Exercise description =
Retype the records exactly, including every line.

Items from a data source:
[Start of section]
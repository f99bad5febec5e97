#![deny(
    unsafe_code,
    missing_docs,
    dead_code,
    unused_results,
    non_snake_case,
    unreachable_pub
)]

//! Keeps every lane generated ahead of the player and trims segments left behind.
//!
//! The lifecycle system owns the session's random stream. Each `TimeAdvanced`
//! event triggers one generation pass followed by one cleanup pass; both only
//! emit commands, so the world stays the single authority over lane state.

use std::collections::BTreeSet;
use std::time::Duration;

use lava_runner_core::{
    CollisionGeometryProvider, Command, Event, GeneratorConfig, LaneId, StreamingTuning,
};
use lava_runner_system_segment_generation::{
    GenerationContext, LaneCursor, OccupiedSpan, SegmentGenerator,
};
use lava_runner_world::query::{LaneSnapshot, LaneView, SegmentView};
use rand::SeedableRng;
use rand_chacha::ChaCha8Rng;

/// Seeded random stream shared by every generation decision of a session.
#[derive(Clone, Debug)]
pub struct GeneratorState {
    seed: u64,
    rng: ChaCha8Rng,
}

impl GeneratorState {
    /// Creates the stream for `seed`, drawing one from OS entropy when absent.
    #[must_use]
    pub fn new(seed: Option<u64>) -> Self {
        let seed = match seed {
            Some(seed) => seed,
            None => {
                let seed = rand::random();
                tracing::info!(seed, "no seed configured; drew one from entropy");
                seed
            }
        };
        Self {
            seed,
            rng: ChaCha8Rng::seed_from_u64(seed),
        }
    }

    /// Seed the stream was created from.
    #[must_use]
    pub fn seed(&self) -> u64 {
        self.seed
    }

    /// Rewinds the stream to its initial position.
    pub fn reseed(&mut self) {
        self.rng = ChaCha8Rng::seed_from_u64(self.seed);
    }
}

/// Pure system that streams segments in front of the player and culls those behind.
pub struct Lifecycle {
    generator: SegmentGenerator,
    streaming: StreamingTuning,
    geometry: Box<dyn CollisionGeometryProvider>,
    state: GeneratorState,
    stalled: BTreeSet<LaneId>,
}

impl Lifecycle {
    /// Creates the lifecycle system from configuration and a collision geometry source.
    #[must_use]
    pub fn new(config: &GeneratorConfig, geometry: Box<dyn CollisionGeometryProvider>) -> Self {
        Self {
            generator: SegmentGenerator::new(config),
            streaming: config.streaming.clone(),
            geometry,
            state: GeneratorState::new(config.seed),
            stalled: BTreeSet::new(),
        }
    }

    /// Seed driving the generation stream.
    #[must_use]
    pub fn seed(&self) -> u64 {
        self.state.seed()
    }

    /// Whether `lane` stopped advancing because its planned segments have no usable extent.
    #[must_use]
    pub fn is_stalled(&self, lane: LaneId) -> bool {
        self.stalled.contains(&lane)
    }

    /// Restores the initial random stream and forgets stalled lanes.
    pub fn reset(&mut self) {
        self.state.reseed();
        self.stalled.clear();
    }

    /// Consumes world events and emits append and removal commands.
    ///
    /// `lanes` and `segments` must reflect the world after the events were produced.
    pub fn handle(
        &mut self,
        events: &[Event],
        lanes: &LaneView,
        segments: &SegmentView,
        origin_x: f32,
        out: &mut Vec<Command>,
    ) {
        for event in events {
            match event {
                Event::LanesConfigured { .. } => self.stalled.clear(),
                Event::TimeAdvanced {
                    elapsed, player_x, ..
                } => {
                    self.ensure_generated_ahead(
                        *player_x, *elapsed, lanes, segments, origin_x, out,
                    );
                    self.cleanup_behind(*player_x, segments, out);
                }
                _ => {}
            }
        }
    }

    fn ensure_generated_ahead(
        &mut self,
        player_x: f32,
        elapsed: Duration,
        lanes: &LaneView,
        segments: &SegmentView,
        origin_x: f32,
        out: &mut Vec<Command>,
    ) {
        let horizon = player_x + self.streaming.ahead_distance;
        let budget = self.streaming.max_segments_per_tick.max(1);
        let context = GenerationContext {
            origin_x,
            elapsed,
            geometry: self.geometry.as_ref(),
        };

        let mut occupied: Vec<OccupiedSpan> = segments
            .iter()
            .map(|segment| OccupiedSpan {
                lane: segment.lane,
                start_x: segment.start_x,
                end_x: segment.end_x,
                height: segment.height,
            })
            .collect();

        for snapshot in lanes.iter() {
            if self.stalled.contains(&snapshot.id) {
                continue;
            }
            let mut cursor = cursor_for(snapshot);
            let mut planned = 0;
            while cursor.frontier_x < horizon {
                if planned == budget {
                    tracing::debug!(
                        lane = snapshot.id.get(),
                        frontier_x = cursor.frontier_x,
                        horizon,
                        "segment budget exhausted for this tick"
                    );
                    break;
                }
                let plan = self
                    .generator
                    .plan_next(&cursor, &occupied, &context, &mut self.state.rng);
                let end_x = plan.end_x();
                if !(end_x.is_finite() && end_x > cursor.frontier_x && end_x > plan.start_x) {
                    tracing::warn!(
                        lane = snapshot.id.get(),
                        frontier_x = cursor.frontier_x,
                        "lane cannot advance; planned segments have no usable extent"
                    );
                    let _ = self.stalled.insert(snapshot.id);
                    break;
                }
                occupied.push(OccupiedSpan {
                    lane: snapshot.id,
                    start_x: plan.start_x,
                    end_x,
                    height: plan.height,
                });
                cursor.advance(&plan);
                planned += 1;
                out.push(Command::AppendSegment {
                    lane: snapshot.id,
                    plan,
                });
            }
        }
    }

    fn cleanup_behind(&self, player_x: f32, segments: &SegmentView, out: &mut Vec<Command>) {
        let cutoff = player_x - self.streaming.behind_distance;
        for segment in segments.iter().filter(|segment| segment.end_x < cutoff) {
            tracing::trace!(
                lane = segment.lane.get(),
                segment = segment.id.get(),
                end_x = segment.end_x,
                "segment fell behind the player"
            );
            out.push(Command::RemoveSegment {
                segment: segment.id,
            });
        }
    }
}

fn cursor_for(snapshot: &LaneSnapshot) -> LaneCursor {
    LaneCursor {
        lane: snapshot.id,
        frontier_x: snapshot.frontier_x,
        last_height: snapshot.last_height,
        base_height: snapshot.base_height,
        gap_multiplier: snapshot.gap_multiplier,
        is_start_lane: snapshot.is_start_lane,
        appended: snapshot.appended,
    }
}

#[cfg(test)]
mod tests {
    use super::*;

    #[test]
    fn reseed_rewinds_the_stream() {
        use rand::Rng;

        let mut state = GeneratorState::new(Some(42));
        let first: u64 = state.rng.gen();
        state.reseed();
        let again: u64 = state.rng.gen();
        assert_eq!(first, again);
        assert_eq!(state.seed(), 42);
    }
}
[End of section]
Response box =
repository f99bad5febec5e97
#![deny(
    unsafe_code,
    missing_docs,
    dead_code,
    unused_results,
    non_snake_case,
    unreachable_pub
)]

//! Keeps every lane generated ahead of the player and trims segments left behind.
//!
//! The lifecycle system owns the session's random stream. Each `TimeAdvanced`
//! event triggers one generation pass followed by one cleanup pass; both only
//! emit commands, so the world stays the single authority over lane state.

use std::collections::BTreeSet;
use std::time::Duration;

use lava_runner_core::{
    CollisionGeometryProvider, Command, Event, GeneratorConfig, LaneId, StreamingTuning,
};
use lava_runner_system_segment_generation::{
    GenerationContext, LaneCursor, OccupiedSpan, SegmentGenerator,
};
use lava_runner_world::query::{LaneSnapshot, LaneView, SegmentView};
use rand::SeedableRng;
use rand_chacha::ChaCha8Rng;

/// Seeded random stream shared by every generation decision of a session.
#[derive(Clone, Debug)]
pub struct GeneratorState {
    seed: u64,
    rng: ChaCha8Rng,
}

impl GeneratorState {
    /// Creates the stream for `seed`, drawing one from OS entropy when absent.
    #[must_use]
    pub fn new(seed: Option<u64>) -> Self {
        let seed = match seed {
            Some(seed) => seed,
            None => {
                let seed = rand::random();
                tracing::info!(seed, "no seed configured; drew one from entropy");
                seed
            }
        };
        Self {
            seed,
            rng: ChaCha8Rng::seed_from_u64(seed),
        }
    }

    /// Seed the stream was created from.
    #[must_use]
    pub fn seed(&self) -> u64 {
        self.seed
    }

    /// Rewinds the stream to its initial position.
    pub fn reseed(&mut self) {
        self.rng = ChaCha8Rng::seed_from_u64(self.seed);
    }
}

/// Pure system that streams segments in front of the player and culls those behind.
pub struct Lifecycle {
    generator: SegmentGenerator,
    streaming: StreamingTuning,
    geometry: Box<dyn CollisionGeometryProvider>,
    state: GeneratorState,
    stalled: BTreeSet<LaneId>,
}

impl Lifecycle {
    /// Creates the lifecycle system from configuration and a collision geometry source.
    #[must_use]
    pub fn new(config: &GeneratorConfig, geometry: Box<dyn CollisionGeometryProvider>) -> Self {
        Self {
            generator: SegmentGenerator::new(config),
            streaming: config.streaming.clone(),
            geometry,
            state: GeneratorState::new(config.seed),
            stalled: BTreeSet::new(),
        }
    }

    /// Seed driving the generation stream.
    #[must_use]
    pub fn seed(&self) -> u64 {
        self.state.seed()
    }

    /// Whether `lane` stopped advancing because its planned segments have no usable extent.
    #[must_use]
    pub fn is_stalled(&self, lane: LaneId) -> bool {
        self.stalled.contains(&lane)
    }

    /// Restores the initial random stream and forgets stalled lanes.
    pub fn reset(&mut self) {
        self.state.reseed();
        self.stalled.clear();
    }

    /// Consumes world events and emits append and removal commands.
    ///
    /// `lanes` and `segments` must reflect the world after the events were produced.
    pub fn handle(
        &mut self,
        events: &[Event],
        lanes: &LaneView,
        segments: &SegmentView,
        origin_x: f32,
        out: &mut Vec<Command>,
    ) {
        for event in events {
            match event {
                Event::LanesConfigured { .. } => self.stalled.clear(),
                Event::TimeAdvanced {
                    elapsed, player_x, ..
                } => {
                    self.ensure_generated_ahead(
                        *player_x, *elapsed, lanes, segments, origin_x, out,
                    );
                    self.cleanup_behind(*player_x, segments, out);
                }
                _ => {}
            }
        }
    }

    fn ensure_generated_ahead(
        &mut self,
        player_x: f32,
        elapsed: Duration,
        lanes: &LaneView,
        segments: &SegmentView,
        origin_x: f32,
        out: &mut Vec<Command>,
    ) {
        let horizon = player_x + self.streaming.ahead_distance;
        let budget = self.streaming.max_segments_per_tick.max(1);
        let context = GenerationContext {
            origin_x,
            elapsed,
            geometry: self.geometry.as_ref(),
        };

        let mut occupied: Vec<OccupiedSpan> = segments
            .iter()
            .map(|segment| OccupiedSpan {
                lane: segment.lane,
                start_x: segment.start_x,
                end_x: segment.end_x,
                height: segment.height,
            })
            .collect();

        for snapshot in lanes.iter() {
            if self.stalled.contains(&snapshot.id) {
                continue;
            }
            let mut cursor = cursor_for(snapshot);
            let mut planned = 0;
            while cursor.frontier_x < horizon {
                if planned == budget {
                    tracing::debug!(
                        lane = snapshot.id.get(),
                        frontier_x = cursor.frontier_x,
                        horizon,
                        "segment budget exhausted for this tick"
                    );
                    break;
                }
                let plan = self
                    .generator
                    .plan_next(&cursor, &occupied, &context, &mut self.state.rng);
                let end_x = plan.end_x();
                if !(end_x.is_finite() && end_x > cursor.frontier_x && end_x > plan.start_x) {
                    tracing::warn!(
                        lane = snapshot.id.get(),
                        frontier_x = cursor.frontier_x,
                        "lane cannot advance; planned segments have no usable extent"
                    );
                    let _ = self.stalled.insert(snapshot.id);
                    break;
                }
                occupied.push(OccupiedSpan {
                    lane: snapshot.id,
                    start_x: plan.start_x,
                    end_x,
                    height: plan.height,
                });
                cursor.advance(&plan);
                planned += 1;
                out.push(Command::AppendSegment {
                    lane: snapshot.id,
                    plan,
                });
            }
        }
    }

    fn cleanup_behind(&self, player_x: f32, segments: &SegmentView, out: &mut Vec<Command>) {
        let cutoff = player_x - self.streaming.behind_distance;
        for segment in segments.iter().filter(|segment| segment.end_x < cutoff) {
            tracing::trace!(
                lane = segment.lane.get(),
                segment = segment.id.get(),
                end_x = segment.end_x,
                "segment fell behind the player"
            );
            out.push(Command::RemoveSegment {
                segment: segment.id,
            });
        }
    }
}

fn cursor_for(snapshot: &LaneSnapshot) -> LaneCursor {
    LaneCursor {
        lane: snapshot.id,
        frontier_x: snapshot.frontier_x,
        last_height: snapshot.last_height,
        base_height: snapshot.base_height,
        gap_multiplier: snapshot.gap_multiplier,
        is_start_lane: snapshot.is_start_lane,
        appended: snapshot.appended,
    }
}

#[cfg(test)]
mod tests {
    use super::*;

    #[test]
    fn reseed_rewinds_the_stream() {
        use rand::Rng;

        let mut state = GeneratorState::new(Some(42));
        let first: u64 = state.rng.gen();
        state.reseed();
        let again: u64 = state.rng.gen();
        assert_eq!(first, again);
        assert_eq!(state.seed(), 42);
    }
}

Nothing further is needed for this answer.